- Aim of the task: In the entries below, some lines contain "ports"; work out how many and answer with the figure only.
====================
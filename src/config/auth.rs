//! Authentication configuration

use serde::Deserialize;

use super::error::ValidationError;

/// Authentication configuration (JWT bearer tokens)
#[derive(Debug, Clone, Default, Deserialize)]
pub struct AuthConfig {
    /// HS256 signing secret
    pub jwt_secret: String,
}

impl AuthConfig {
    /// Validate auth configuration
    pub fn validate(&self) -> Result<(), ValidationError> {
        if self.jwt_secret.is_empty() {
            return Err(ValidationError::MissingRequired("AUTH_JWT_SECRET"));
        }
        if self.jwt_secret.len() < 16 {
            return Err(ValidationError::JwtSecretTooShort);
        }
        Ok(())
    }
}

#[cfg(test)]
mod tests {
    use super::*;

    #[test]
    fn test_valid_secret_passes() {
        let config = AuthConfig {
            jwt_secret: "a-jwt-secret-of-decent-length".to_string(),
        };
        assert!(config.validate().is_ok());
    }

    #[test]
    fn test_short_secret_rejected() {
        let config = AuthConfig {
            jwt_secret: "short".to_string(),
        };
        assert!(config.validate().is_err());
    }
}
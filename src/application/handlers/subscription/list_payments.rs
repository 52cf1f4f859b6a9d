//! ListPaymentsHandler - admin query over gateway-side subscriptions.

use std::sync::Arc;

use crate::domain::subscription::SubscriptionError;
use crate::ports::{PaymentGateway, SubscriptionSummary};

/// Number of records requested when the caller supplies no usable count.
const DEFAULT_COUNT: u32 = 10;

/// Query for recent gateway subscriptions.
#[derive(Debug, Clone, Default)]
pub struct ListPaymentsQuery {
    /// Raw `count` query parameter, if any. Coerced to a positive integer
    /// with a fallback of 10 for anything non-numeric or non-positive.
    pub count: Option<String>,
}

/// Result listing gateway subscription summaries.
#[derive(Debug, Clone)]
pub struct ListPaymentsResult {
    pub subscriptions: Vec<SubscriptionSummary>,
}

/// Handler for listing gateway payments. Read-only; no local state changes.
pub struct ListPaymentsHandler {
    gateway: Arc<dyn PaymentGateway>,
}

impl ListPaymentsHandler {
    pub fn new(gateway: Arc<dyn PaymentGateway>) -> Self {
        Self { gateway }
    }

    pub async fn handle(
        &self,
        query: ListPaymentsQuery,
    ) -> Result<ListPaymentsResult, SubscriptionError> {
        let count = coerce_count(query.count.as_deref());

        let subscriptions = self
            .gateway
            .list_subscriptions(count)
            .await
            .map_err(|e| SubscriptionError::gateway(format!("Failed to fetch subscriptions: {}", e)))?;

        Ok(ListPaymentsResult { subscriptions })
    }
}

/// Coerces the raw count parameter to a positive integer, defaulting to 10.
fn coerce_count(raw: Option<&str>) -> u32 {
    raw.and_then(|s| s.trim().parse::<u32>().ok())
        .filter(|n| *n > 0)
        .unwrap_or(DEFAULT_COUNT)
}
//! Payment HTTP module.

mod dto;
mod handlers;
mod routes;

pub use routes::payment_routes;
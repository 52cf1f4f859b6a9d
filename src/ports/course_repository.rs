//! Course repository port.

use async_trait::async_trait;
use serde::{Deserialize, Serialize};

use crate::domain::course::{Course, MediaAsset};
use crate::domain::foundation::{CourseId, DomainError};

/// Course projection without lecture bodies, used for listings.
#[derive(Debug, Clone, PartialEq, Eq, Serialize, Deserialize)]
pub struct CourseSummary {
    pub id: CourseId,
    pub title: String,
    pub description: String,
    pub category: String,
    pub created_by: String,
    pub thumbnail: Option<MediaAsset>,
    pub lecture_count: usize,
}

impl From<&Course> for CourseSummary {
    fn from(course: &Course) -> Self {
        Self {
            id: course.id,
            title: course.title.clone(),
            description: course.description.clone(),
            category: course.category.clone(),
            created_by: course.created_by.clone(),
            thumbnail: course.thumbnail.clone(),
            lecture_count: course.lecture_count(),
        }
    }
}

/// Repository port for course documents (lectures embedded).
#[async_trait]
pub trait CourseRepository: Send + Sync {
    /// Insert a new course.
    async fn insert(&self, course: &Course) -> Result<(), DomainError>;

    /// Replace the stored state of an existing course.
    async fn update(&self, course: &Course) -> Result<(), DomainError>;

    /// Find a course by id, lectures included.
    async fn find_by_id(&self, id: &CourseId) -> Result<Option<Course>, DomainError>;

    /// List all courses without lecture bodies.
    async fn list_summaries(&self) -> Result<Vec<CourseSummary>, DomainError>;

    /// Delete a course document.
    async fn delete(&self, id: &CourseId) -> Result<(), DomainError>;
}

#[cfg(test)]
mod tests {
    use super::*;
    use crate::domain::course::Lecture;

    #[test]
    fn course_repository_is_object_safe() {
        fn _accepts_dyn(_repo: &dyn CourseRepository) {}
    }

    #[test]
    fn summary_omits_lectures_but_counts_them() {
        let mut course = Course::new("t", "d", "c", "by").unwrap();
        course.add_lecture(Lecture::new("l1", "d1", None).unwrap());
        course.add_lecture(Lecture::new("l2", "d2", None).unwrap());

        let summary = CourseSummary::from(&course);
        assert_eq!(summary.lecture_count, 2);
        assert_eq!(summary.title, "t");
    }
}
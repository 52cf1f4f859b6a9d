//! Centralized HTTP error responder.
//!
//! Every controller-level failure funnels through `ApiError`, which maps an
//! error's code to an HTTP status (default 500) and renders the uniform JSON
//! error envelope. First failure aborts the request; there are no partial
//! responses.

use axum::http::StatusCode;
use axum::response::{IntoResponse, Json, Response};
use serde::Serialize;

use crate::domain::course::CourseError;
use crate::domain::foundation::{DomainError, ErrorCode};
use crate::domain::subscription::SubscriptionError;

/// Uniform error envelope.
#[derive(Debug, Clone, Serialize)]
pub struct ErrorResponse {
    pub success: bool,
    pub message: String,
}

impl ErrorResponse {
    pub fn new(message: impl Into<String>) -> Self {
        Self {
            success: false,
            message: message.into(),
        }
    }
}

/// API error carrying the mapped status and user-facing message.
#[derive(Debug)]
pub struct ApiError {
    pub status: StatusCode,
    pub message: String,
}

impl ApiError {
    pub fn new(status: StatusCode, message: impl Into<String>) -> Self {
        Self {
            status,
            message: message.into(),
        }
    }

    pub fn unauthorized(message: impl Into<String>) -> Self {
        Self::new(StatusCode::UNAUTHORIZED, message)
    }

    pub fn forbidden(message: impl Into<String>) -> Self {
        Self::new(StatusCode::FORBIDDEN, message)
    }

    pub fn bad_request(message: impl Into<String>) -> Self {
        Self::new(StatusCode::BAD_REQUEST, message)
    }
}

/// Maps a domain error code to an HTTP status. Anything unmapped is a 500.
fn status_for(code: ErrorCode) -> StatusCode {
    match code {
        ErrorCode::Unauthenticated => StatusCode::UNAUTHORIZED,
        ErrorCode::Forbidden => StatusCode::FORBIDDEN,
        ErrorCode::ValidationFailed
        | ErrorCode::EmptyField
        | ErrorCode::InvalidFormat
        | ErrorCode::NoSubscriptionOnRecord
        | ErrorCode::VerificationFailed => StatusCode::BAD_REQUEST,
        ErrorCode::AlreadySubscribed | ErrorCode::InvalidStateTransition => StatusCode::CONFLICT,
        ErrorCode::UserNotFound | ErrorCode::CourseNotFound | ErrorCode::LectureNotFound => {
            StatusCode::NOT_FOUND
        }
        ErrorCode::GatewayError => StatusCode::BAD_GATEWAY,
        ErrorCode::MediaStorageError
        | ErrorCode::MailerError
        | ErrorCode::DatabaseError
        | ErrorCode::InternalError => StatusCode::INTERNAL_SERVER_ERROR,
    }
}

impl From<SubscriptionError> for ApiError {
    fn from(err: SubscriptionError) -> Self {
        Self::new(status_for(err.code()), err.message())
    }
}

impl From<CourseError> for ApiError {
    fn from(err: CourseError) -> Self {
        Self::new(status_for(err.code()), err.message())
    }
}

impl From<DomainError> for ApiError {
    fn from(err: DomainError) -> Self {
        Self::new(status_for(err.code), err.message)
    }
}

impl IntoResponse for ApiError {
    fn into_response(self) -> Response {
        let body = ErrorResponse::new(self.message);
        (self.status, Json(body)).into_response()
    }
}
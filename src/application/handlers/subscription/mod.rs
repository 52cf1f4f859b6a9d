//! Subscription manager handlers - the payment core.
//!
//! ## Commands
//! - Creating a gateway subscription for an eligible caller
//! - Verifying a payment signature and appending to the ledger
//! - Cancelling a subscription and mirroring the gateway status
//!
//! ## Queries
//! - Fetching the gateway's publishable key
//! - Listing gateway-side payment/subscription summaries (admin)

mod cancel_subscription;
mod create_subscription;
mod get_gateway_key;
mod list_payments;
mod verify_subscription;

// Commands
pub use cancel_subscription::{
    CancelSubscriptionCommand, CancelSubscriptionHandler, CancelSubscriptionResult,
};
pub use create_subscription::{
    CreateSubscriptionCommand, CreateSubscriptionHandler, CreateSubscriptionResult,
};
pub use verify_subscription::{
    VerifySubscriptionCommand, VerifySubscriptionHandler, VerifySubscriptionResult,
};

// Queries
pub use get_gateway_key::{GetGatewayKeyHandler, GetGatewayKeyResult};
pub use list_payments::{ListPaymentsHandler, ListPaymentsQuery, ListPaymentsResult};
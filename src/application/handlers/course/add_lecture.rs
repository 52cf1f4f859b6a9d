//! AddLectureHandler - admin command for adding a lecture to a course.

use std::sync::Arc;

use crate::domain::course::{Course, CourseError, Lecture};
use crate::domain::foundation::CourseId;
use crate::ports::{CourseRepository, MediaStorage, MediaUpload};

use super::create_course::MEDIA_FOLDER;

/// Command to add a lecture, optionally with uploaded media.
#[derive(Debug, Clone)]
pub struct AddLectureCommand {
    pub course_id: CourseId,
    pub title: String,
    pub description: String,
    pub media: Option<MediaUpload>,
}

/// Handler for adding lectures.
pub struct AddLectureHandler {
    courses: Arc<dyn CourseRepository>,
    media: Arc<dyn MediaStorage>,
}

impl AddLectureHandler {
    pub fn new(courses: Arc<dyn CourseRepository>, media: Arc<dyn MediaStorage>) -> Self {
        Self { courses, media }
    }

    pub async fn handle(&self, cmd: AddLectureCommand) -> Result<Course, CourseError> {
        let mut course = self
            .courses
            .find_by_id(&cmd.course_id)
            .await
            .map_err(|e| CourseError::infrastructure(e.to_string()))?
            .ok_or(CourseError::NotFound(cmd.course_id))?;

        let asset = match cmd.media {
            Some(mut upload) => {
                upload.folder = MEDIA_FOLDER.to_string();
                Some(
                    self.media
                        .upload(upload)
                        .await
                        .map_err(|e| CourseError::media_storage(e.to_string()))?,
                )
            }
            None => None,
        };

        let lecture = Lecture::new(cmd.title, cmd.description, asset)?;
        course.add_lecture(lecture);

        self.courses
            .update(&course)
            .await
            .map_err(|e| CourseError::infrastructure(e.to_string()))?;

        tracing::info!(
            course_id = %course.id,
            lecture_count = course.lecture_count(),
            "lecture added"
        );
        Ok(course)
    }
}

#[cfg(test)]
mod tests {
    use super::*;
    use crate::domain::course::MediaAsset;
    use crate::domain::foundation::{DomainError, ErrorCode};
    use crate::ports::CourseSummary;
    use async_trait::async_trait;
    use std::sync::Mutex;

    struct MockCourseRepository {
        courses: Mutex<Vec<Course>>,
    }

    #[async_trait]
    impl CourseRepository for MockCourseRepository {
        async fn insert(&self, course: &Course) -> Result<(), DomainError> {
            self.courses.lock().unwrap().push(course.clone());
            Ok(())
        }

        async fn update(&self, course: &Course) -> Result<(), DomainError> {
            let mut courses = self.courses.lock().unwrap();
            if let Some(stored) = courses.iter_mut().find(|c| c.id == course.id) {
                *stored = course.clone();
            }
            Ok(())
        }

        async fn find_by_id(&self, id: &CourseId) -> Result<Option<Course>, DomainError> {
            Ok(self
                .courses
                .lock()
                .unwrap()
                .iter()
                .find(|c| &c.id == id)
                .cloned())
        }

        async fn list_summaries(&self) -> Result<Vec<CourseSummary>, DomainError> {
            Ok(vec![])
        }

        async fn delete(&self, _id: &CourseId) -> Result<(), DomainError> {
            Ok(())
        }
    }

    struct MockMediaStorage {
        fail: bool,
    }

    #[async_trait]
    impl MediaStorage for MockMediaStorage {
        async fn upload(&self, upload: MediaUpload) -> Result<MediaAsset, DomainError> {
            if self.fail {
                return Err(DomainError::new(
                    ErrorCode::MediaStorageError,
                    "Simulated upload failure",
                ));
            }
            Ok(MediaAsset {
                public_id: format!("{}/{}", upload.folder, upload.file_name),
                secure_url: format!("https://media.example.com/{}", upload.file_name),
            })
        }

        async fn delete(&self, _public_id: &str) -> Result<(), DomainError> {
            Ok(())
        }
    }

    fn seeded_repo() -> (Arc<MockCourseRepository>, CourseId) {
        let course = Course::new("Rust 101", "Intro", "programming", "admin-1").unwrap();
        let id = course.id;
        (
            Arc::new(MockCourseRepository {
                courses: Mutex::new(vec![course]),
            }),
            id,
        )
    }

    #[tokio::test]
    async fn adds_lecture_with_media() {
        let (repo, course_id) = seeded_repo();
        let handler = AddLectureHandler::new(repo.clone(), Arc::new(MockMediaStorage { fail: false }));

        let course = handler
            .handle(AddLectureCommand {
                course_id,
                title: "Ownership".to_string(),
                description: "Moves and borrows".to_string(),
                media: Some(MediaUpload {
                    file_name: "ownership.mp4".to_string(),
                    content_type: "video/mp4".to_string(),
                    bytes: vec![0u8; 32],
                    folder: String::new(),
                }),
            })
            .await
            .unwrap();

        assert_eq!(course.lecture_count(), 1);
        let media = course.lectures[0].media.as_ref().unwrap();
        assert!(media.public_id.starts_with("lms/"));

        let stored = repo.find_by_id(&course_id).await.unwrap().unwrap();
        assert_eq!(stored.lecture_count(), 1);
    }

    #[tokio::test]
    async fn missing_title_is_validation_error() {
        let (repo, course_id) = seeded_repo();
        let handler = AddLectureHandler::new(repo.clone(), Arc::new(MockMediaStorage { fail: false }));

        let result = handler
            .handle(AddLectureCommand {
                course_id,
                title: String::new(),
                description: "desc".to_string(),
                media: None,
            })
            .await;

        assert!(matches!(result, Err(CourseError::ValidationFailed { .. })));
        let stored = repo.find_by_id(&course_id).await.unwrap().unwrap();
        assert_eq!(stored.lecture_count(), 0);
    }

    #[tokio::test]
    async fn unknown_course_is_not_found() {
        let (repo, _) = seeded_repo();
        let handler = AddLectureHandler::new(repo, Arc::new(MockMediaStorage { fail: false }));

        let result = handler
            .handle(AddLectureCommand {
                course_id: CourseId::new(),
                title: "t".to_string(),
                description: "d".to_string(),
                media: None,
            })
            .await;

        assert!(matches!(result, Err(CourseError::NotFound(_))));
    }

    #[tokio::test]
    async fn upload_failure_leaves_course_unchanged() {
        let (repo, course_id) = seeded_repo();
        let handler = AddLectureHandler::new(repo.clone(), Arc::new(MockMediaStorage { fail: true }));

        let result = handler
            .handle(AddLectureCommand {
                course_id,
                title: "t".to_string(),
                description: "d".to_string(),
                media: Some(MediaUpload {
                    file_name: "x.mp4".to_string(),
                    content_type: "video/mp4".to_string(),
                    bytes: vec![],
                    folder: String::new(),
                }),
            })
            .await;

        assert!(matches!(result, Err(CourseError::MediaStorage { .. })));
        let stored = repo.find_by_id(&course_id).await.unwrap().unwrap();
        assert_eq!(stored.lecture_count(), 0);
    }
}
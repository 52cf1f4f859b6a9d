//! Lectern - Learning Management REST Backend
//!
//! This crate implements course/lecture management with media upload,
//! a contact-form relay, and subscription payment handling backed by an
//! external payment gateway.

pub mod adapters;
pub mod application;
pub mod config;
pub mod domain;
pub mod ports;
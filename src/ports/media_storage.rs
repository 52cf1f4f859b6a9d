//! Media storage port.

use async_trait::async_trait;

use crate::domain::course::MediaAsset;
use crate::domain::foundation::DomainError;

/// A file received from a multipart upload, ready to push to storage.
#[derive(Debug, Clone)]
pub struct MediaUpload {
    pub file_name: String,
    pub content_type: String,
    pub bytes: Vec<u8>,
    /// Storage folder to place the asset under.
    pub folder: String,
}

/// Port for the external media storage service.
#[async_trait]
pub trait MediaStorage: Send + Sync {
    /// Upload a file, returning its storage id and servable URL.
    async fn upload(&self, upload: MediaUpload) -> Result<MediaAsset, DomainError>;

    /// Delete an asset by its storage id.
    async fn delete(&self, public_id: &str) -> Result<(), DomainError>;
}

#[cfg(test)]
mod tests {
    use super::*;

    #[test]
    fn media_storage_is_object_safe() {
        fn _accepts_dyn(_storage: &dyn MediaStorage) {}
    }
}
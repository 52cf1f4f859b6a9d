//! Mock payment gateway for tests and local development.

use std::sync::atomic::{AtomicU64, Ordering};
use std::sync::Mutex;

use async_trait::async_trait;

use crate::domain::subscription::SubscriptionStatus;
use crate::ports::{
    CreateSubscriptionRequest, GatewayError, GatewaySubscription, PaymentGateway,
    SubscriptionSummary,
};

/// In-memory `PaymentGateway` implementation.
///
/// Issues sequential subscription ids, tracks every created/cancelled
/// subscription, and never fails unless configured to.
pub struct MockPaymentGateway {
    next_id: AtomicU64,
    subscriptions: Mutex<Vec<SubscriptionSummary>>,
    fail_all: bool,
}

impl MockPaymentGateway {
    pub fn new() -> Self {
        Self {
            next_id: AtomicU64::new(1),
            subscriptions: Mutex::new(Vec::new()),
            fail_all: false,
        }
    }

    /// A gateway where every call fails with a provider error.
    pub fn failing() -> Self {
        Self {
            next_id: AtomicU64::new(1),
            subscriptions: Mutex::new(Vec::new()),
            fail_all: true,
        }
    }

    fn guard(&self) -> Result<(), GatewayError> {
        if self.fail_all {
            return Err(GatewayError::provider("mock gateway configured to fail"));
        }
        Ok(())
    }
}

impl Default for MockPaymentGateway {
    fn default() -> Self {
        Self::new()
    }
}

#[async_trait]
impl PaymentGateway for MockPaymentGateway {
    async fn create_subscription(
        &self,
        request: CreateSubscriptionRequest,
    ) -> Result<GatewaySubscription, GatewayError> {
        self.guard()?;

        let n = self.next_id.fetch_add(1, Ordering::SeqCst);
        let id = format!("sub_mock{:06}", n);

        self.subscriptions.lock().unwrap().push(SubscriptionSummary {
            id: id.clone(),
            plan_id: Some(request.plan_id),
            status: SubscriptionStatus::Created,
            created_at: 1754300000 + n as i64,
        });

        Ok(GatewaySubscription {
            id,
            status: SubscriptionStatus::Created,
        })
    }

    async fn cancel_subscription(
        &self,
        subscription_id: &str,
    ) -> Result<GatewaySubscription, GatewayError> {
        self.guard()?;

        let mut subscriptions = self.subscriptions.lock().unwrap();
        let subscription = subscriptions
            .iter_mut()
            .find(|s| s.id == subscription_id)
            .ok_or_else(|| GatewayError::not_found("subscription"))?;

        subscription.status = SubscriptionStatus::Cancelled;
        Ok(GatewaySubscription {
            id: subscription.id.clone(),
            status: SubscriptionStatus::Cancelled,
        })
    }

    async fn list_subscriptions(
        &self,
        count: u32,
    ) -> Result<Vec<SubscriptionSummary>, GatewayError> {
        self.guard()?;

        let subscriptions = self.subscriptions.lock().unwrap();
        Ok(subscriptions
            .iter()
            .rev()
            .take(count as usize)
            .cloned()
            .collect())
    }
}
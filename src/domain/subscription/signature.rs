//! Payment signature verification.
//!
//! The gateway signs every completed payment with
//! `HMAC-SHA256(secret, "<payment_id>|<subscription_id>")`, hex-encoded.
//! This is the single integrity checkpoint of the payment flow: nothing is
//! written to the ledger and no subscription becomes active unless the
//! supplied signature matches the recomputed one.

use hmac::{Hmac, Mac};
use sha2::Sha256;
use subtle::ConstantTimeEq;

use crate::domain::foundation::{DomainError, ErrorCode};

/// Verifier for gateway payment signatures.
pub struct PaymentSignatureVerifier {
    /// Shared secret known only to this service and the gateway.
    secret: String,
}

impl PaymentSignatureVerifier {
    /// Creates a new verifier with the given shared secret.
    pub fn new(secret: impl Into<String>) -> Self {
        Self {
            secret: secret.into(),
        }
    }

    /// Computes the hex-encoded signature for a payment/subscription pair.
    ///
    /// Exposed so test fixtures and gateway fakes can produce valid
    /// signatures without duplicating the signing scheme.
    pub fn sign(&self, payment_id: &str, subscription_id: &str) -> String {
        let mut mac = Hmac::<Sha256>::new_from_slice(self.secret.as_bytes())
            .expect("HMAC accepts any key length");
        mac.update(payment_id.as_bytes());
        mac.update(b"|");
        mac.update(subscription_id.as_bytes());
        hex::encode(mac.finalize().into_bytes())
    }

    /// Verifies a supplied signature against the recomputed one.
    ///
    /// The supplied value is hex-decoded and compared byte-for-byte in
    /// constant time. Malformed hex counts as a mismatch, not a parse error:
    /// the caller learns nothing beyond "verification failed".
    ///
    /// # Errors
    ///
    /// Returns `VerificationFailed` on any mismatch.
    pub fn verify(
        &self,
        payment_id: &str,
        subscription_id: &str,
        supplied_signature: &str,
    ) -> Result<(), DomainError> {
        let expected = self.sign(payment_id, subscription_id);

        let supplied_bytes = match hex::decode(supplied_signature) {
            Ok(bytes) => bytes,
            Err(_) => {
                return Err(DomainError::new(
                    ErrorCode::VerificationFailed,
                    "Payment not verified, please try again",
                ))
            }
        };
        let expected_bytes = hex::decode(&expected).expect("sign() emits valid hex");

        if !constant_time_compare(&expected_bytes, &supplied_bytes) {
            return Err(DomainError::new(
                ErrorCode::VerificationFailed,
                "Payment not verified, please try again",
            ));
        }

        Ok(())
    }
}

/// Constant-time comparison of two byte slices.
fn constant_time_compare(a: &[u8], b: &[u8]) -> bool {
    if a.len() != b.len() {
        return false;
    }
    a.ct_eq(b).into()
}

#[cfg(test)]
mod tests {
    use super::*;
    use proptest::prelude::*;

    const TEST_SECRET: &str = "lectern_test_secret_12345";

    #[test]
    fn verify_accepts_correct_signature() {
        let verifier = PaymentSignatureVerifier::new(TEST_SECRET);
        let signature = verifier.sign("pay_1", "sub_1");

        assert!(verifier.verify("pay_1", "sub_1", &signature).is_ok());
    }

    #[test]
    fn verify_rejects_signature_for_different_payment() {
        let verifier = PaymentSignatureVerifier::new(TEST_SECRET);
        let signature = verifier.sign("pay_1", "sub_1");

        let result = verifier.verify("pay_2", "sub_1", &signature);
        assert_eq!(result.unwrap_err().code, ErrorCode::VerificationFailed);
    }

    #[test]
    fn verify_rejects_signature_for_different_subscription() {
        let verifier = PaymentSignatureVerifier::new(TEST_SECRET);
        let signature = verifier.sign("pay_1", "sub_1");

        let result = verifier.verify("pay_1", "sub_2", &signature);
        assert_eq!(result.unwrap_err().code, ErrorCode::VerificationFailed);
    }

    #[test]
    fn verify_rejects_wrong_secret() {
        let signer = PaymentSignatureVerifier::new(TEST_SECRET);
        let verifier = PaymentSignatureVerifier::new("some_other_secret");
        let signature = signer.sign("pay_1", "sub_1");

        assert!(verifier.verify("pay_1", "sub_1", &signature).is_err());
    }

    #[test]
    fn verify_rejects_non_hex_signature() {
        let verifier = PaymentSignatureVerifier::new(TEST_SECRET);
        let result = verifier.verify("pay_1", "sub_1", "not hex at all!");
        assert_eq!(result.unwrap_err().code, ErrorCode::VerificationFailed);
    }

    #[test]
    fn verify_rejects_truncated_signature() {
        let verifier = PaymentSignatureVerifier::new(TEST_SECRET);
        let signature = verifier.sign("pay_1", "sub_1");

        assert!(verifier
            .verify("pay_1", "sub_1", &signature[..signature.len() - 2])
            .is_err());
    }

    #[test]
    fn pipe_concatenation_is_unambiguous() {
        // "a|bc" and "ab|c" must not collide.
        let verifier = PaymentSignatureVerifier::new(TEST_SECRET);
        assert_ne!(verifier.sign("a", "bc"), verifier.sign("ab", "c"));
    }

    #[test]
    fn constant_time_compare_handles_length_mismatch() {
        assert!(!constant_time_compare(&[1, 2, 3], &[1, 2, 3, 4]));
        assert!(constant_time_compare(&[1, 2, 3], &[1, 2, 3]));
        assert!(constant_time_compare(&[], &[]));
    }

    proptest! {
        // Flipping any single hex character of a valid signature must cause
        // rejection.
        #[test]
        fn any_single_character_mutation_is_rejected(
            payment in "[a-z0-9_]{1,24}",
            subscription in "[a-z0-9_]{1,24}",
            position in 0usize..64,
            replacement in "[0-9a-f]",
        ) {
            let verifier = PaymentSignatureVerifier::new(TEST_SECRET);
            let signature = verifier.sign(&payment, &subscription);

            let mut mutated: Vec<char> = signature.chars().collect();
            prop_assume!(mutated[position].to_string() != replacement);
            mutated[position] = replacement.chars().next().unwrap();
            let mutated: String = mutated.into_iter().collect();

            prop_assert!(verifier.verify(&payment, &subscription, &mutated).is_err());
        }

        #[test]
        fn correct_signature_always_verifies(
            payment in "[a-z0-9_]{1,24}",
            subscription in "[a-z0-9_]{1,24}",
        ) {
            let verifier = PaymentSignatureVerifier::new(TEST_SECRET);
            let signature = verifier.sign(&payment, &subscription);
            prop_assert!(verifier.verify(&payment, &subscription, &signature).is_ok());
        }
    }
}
====================
- Your response: 7